Despite being a millennial, I have been very slow to using social media, bearing myself to the world online, let alone hoping anyone would notice. I very rarely take selfies. I spent years blocking text messages on my phone in an effort to keep conversations alive (and because they used to cost money, to which others seemed not to care). I spent more time on MySpace creating a profile for my sister’s cat than my own. I’m still incredibly hard to find on Facebook (intentionally), and I only started on Instagram this past March after years of people telling me to. I only have SnapChat because my sister literally downloaded it to my phone, although I excel at it with close friends and family. With the exception of looking at twitter only a couple of times (for very specific links friends sent), I don’t bother.
It’s not that I don’t understand that this is the way of the world now, it’s just that I chose not to participate as long as I could until it mattered. I’m in my 20s and felt outdated after resisting getting a smartphone less than two years ago. I felt outdated recently since I didn’t know how Instagram worked until I tried it. Having social media experience (whether it’s personal or professional) is a skill for jobs now – it’s imperative to join in to stay engaged with the world, even if it’s hesitant at first.
And so, I don’t mean to rant but rather to show what social media can do. Besides connecting people and giving them a platform to showcase what they love, share the stories and opinions that may not otherwise be heard, it’s a place to be noticed. And recently, I was noticed.

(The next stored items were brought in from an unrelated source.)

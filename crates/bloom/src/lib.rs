//! # Bloom filter policy
//!
//! A space-efficient probabilistic set-membership filter. It can say with
//! certainty that a key is **not** in a set (no false negatives), but may
//! occasionally say a key **is** present when it isn't (false positives).
//!
//! ## Usage in StratumKV
//!
//! Each sstable embeds one filter per 2 KiB range of data-block offsets.
//! During point lookups the table checks the filter first — a "not
//! present" answer skips the data-block read entirely.
//!
//! ## Filter format
//!
//! `create_filter` appends the raw bit array followed by a single byte
//! holding the probe count `k`, so each filter is self-describing and a
//! reader built with a different `bits_per_key` still interprets it
//! correctly.

use common::FilterPolicy;

/// Bloom `FilterPolicy` using double hashing: probe `i` lands at
/// `h1 + i * h2` where `h1`/`h2` are FNV-1a with two different bases.
pub struct BloomFilterPolicy {
    bits_per_key: usize,
    /// Probes per key, derived as `bits_per_key * ln(2)`, clamped to [1, 30].
    k: usize,
}

impl BloomFilterPolicy {
    /// Creates a policy sized at `bits_per_key` filter bits per key.
    /// 10 bits/key gives roughly a 1% false positive rate.
    #[must_use]
    pub fn new(bits_per_key: usize) -> BloomFilterPolicy {
        // Rounding down slightly reduces probe count, trading a little
        // false-positive rate for less hashing.
        let k = ((bits_per_key as f64) * std::f64::consts::LN_2) as usize;
        let k = k.clamp(1, 30);
        BloomFilterPolicy { bits_per_key, k }
    }
}

impl Default for BloomFilterPolicy {
    fn default() -> Self {
        BloomFilterPolicy::new(10)
    }
}

impl FilterPolicy for BloomFilterPolicy {
    fn name(&self) -> &'static str {
        "stratumkv.BuiltinBloomFilter"
    }

    fn create_filter(&self, keys: &[&[u8]], dst: &mut Vec<u8>) {
        // A 64-bit floor keeps the false-positive rate sane for very
        // small key sets.
        let bits = (keys.len() * self.bits_per_key).max(64);
        let bytes = (bits + 7) / 8;
        let bits = (bytes * 8) as u64;

        let init_size = dst.len();
        dst.resize(init_size + bytes, 0);
        dst.push(self.k as u8);
        let array = &mut dst[init_size..init_size + bytes];

        for key in keys {
            let (h1, h2) = hash_pair(key);
            for i in 0..self.k {
                let bit = probe(h1, h2, i as u64) % bits;
                array[(bit / 8) as usize] |= 1 << (bit % 8);
            }
        }
    }

    fn key_may_match(&self, key: &[u8], filter: &[u8]) -> bool {
        if filter.len() < 2 {
            return false;
        }
        let array = &filter[..filter.len() - 1];
        let bits = (array.len() * 8) as u64;
        let k = filter[filter.len() - 1] as usize;
        if k > 30 {
            // Reserved for future encodings; treat as a match.
            return true;
        }

        let (h1, h2) = hash_pair(key);
        for i in 0..k {
            let bit = probe(h1, h2, i as u64) % bits;
            if array[(bit / 8) as usize] & (1 << (bit % 8)) == 0 {
                return false;
            }
        }
        true
    }
}

/// Two independent 64-bit hashes from FNV-1a with different bases.
fn hash_pair(key: &[u8]) -> (u64, u64) {
    let h1 = fnv1a_64(key, 0xcbf2_9ce4_8422_2325);
    let h2 = fnv1a_64(key, 0x517c_c1b7_2722_0a95);
    (h1, h2)
}

/// Double hashing: probe(i) = h1 + i * h2.
fn probe(h1: u64, h2: u64, i: u64) -> u64 {
    h1.wrapping_add(i.wrapping_mul(h2))
}

/// FNV-1a 64-bit hash with a configurable starting basis.
fn fnv1a_64(data: &[u8], basis: u64) -> u64 {
    const FNV_PRIME: u64 = 0x0000_0100_0000_01b3;
    let mut hash = basis;
    for &byte in data {
        hash ^= u64::from(byte);
        hash = hash.wrapping_mul(FNV_PRIME);
    }
    hash
}
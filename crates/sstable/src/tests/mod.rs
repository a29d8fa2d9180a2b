use common::{Iter, Result};

mod filter_tests;
mod merge_tests;

/// In-memory sorted iterator over owned pairs, for driving the
/// composition iterators without any file plumbing.
pub(crate) struct VecIter {
    entries: Vec<(Vec<u8>, Vec<u8>)>,
    /// Index of the current entry; `entries.len()` means invalid.
    pos: usize,
}

impl VecIter {
    pub(crate) fn new(entries: Vec<(Vec<u8>, Vec<u8>)>) -> VecIter {
        debug_assert!(entries.windows(2).all(|w| w[0].0 <= w[1].0));
        let pos = entries.len();
        VecIter { entries, pos }
    }

    pub(crate) fn from_keys(keys: &[&str]) -> VecIter {
        VecIter::new(
            keys.iter()
                .map(|k| (k.as_bytes().to_vec(), format!("v-{k}").into_bytes()))
                .collect(),
        )
    }
}

impl Iter for VecIter {
    fn valid(&self) -> bool {
        self.pos < self.entries.len()
    }

    fn seek_to_first(&mut self) {
        self.pos = 0;
    }

    fn seek_to_last(&mut self) {
        self.pos = if self.entries.is_empty() {
            0
        } else {
            self.entries.len() - 1
        };
    }

    fn seek(&mut self, target: &[u8]) {
        self.pos = self
            .entries
            .partition_point(|(k, _)| k.as_slice() < target);
    }

    fn next(&mut self) {
        assert!(self.valid());
        self.pos += 1;
    }

    fn prev(&mut self) {
        assert!(self.valid());
        if self.pos == 0 {
            self.pos = self.entries.len();
        } else {
            self.pos -= 1;
        }
    }

    fn key(&self) -> &[u8] {
        &self.entries[self.pos].0
    }

    fn value(&self) -> &[u8] {
        &self.entries[self.pos].1
    }

    fn status(&self) -> Result<()> {
        Ok(())
    }
}

/// Drains a freshly positioned iterator forward into owned pairs.
pub(crate) fn collect_forward(iter: &mut dyn Iter) -> Vec<(Vec<u8>, Vec<u8>)> {
    let mut out = Vec::new();
    iter.seek_to_first();
    while iter.valid() {
        out.push((iter.key().to_vec(), iter.value().to_vec()));
        iter.next();
    }
    out
}

/// Drains an iterator backward from the end into owned pairs.
pub(crate) fn collect_backward(iter: &mut dyn Iter) -> Vec<(Vec<u8>, Vec<u8>)> {
    let mut out = Vec::new();
    iter.seek_to_last();
    while iter.valid() {
        out.push((iter.key().to_vec(), iter.value().to_vec()));
        iter.prev();
    }
    out
}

My Instagram photo from my personal food journey was noticed by Eating Well Magazine. I come from the world of academia, where you give credit to everything that you didn’t create, so in my photo, I tagged the magazine to throw the credit back to them. I didn’t create the recipe; I just used it to make the muffins I photographed. I don’t know if giving credit where it is due is something that people do on social media, but it’s still in my head that I must try.
And because I tried, and probably a lot of luck and good photography, I got published in their “chatter” section of the actual magazine. It’s these small moments that make you realize how easy it is for you to get noticed – as long as you take the risk to get known.
How would you like to get noticed?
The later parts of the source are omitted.